As a scientist who has moved into the business world, it amazes me how statistics are abused.
When I was conducting scientific research, the goal was to come up with an air-tight (or as air-tight as possible) case for your hypothesis. If you presented your findings at a meeting, you better be prepared for the onslaught of questions like "Did you consider X?" and "What about Y?".
Then I moved to the business side and holy crap are the standards lower. Of course it's easier to prove something in a lab than in the real world, but in so many cases I've seen somebody say "If you do X, you will get Y result, based on the data I analyzed". Then I raise my hand and say "But what about Z? That could explain your results." and all I get is blank stares like I just solved a differential wave function in my head.
Thanks so much for posting this!

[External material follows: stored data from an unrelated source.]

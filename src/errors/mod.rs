//! Error handling module for the portfolio API.
//!
//! Provides centralized error types with mapping to HTTP status codes and response envelopes.
//! Only validation, write and not-found faults carry their message to the client; everything
//! else is logged here and answered with a generic internal error.

use axum::{
    http::StatusCode,
    response::{IntoResponse, Response},
    Json,
};
use serde::{Deserialize, Serialize};

use crate::i18n::ProjectionError;

/// Error codes as constants to avoid stringly-typed errors.
pub mod codes {
    pub const NOT_FOUND: &str = "NOT_FOUND";
    pub const VALIDATION_ERROR: &str = "VALIDATION_ERROR";
    pub const WRITE_FAILED: &str = "WRITE_FAILED";
    pub const INTERNAL_ERROR: &str = "INTERNAL_ERROR";
}

/// Message returned for every 5xx response.
pub const INTERNAL_MESSAGE: &str = "Internal server error";

/// Application error type.
#[derive(Debug)]
pub enum AppError {
    /// Resource not found
    NotFound(String),
    /// Malformed input (bad email, unknown language, missing field)
    Validation(String),
    /// The store accepted the request but reported no effect
    BadRequest(String),
    /// A stored document lacks the requested translation
    Projection(ProjectionError),
    /// Database error
    Database(String),
    /// Internal server error
    Internal(String),
}

impl AppError {
    /// Get the HTTP status code for this error.
    pub fn status_code(&self) -> StatusCode {
        match self {
            AppError::NotFound(_) => StatusCode::NOT_FOUND,
            AppError::Validation(_) => StatusCode::UNPROCESSABLE_ENTITY,
            AppError::BadRequest(_) => StatusCode::BAD_REQUEST,
            AppError::Projection(_) => StatusCode::INTERNAL_SERVER_ERROR,
            AppError::Database(_) => StatusCode::INTERNAL_SERVER_ERROR,
            AppError::Internal(_) => StatusCode::INTERNAL_SERVER_ERROR,
        }
    }

    /// Get the error code for this error.
    pub fn error_code(&self) -> &'static str {
        match self {
            AppError::NotFound(_) => codes::NOT_FOUND,
            AppError::Validation(_) => codes::VALIDATION_ERROR,
            AppError::BadRequest(_) => codes::WRITE_FAILED,
            AppError::Projection(_) | AppError::Database(_) | AppError::Internal(_) => {
                codes::INTERNAL_ERROR
            }
        }
    }

    /// Get the error message, including internal detail.
    pub fn message(&self) -> String {
        match self {
            AppError::NotFound(msg) => msg.clone(),
            AppError::Validation(msg) => msg.clone(),
            AppError::BadRequest(msg) => msg.clone(),
            AppError::Projection(err) => err.to_string(),
            AppError::Database(msg) => msg.clone(),
            AppError::Internal(msg) => msg.clone(),
        }
    }

    /// The message safe to send to the caller.
    pub fn public_message(&self) -> String {
        if self.status_code().is_server_error() {
            INTERNAL_MESSAGE.to_string()
        } else {
            self.message()
        }
    }
}

impl std::fmt::Display for AppError {
    fn fmt(&self, f: &mut std::fmt::Formatter<'_>) -> std::fmt::Result {
        write!(f, "{}: {}", self.error_code(), self.message())
    }
}

impl std::error::Error for AppError {}

impl From<sqlx::Error> for AppError {
    fn from(err: sqlx::Error) -> Self {
        AppError::Database(format!("Database error: {}", err))
    }
}

impl From<ProjectionError> for AppError {
    fn from(err: ProjectionError) -> Self {
        AppError::Projection(err)
    }
}

/// Error details in the response envelope.
#[derive(Debug, Serialize, Deserialize)]
pub struct ErrorDetails {
    pub code: String,
    pub message: String,
}

/// Error response envelope.
#[derive(Debug, Serialize, Deserialize)]
pub struct ErrorResponse {
    pub success: bool,
    pub error: ErrorDetails,
}

impl ErrorResponse {
    pub fn new(error: &AppError) -> Self {
        Self {
            success: false,
            error: ErrorDetails {
                code: error.error_code().to_string(),
                message: error.public_message(),
            },
        }
    }
}

impl IntoResponse for AppError {
    fn into_response(self) -> Response {
        let status = self.status_code();
        if status.is_server_error() {
            tracing::error!(code = self.error_code(), detail = %self.message(), "request failed");
        }
        let body = ErrorResponse::new(&self);
        (status, Json(body)).into_response()
    }
}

The perfect tool to irritate people with odd correlations. Reminds me on the good old Church of the Flying Spaghetti Monster "believe" in the correlation between Pirates' decline and global warming.
It's a great topic, especially for businesses and startups. I think the problem is much, much deeper than correlation != causation. The basic problem is that we don't understand how to deal with statistics, especially aggregate numbers. This is a funny way to make a point, but the problem is waaaay deeper than just confusion about correlation. The errors in scientific studies, for instance, are just one example of the harm caused by these kinds of cognitive blind spots. (I say blind spot instead of lack of math education because I don't believe the root problem is a lack of understanding math. In my opinion, something else is going on.)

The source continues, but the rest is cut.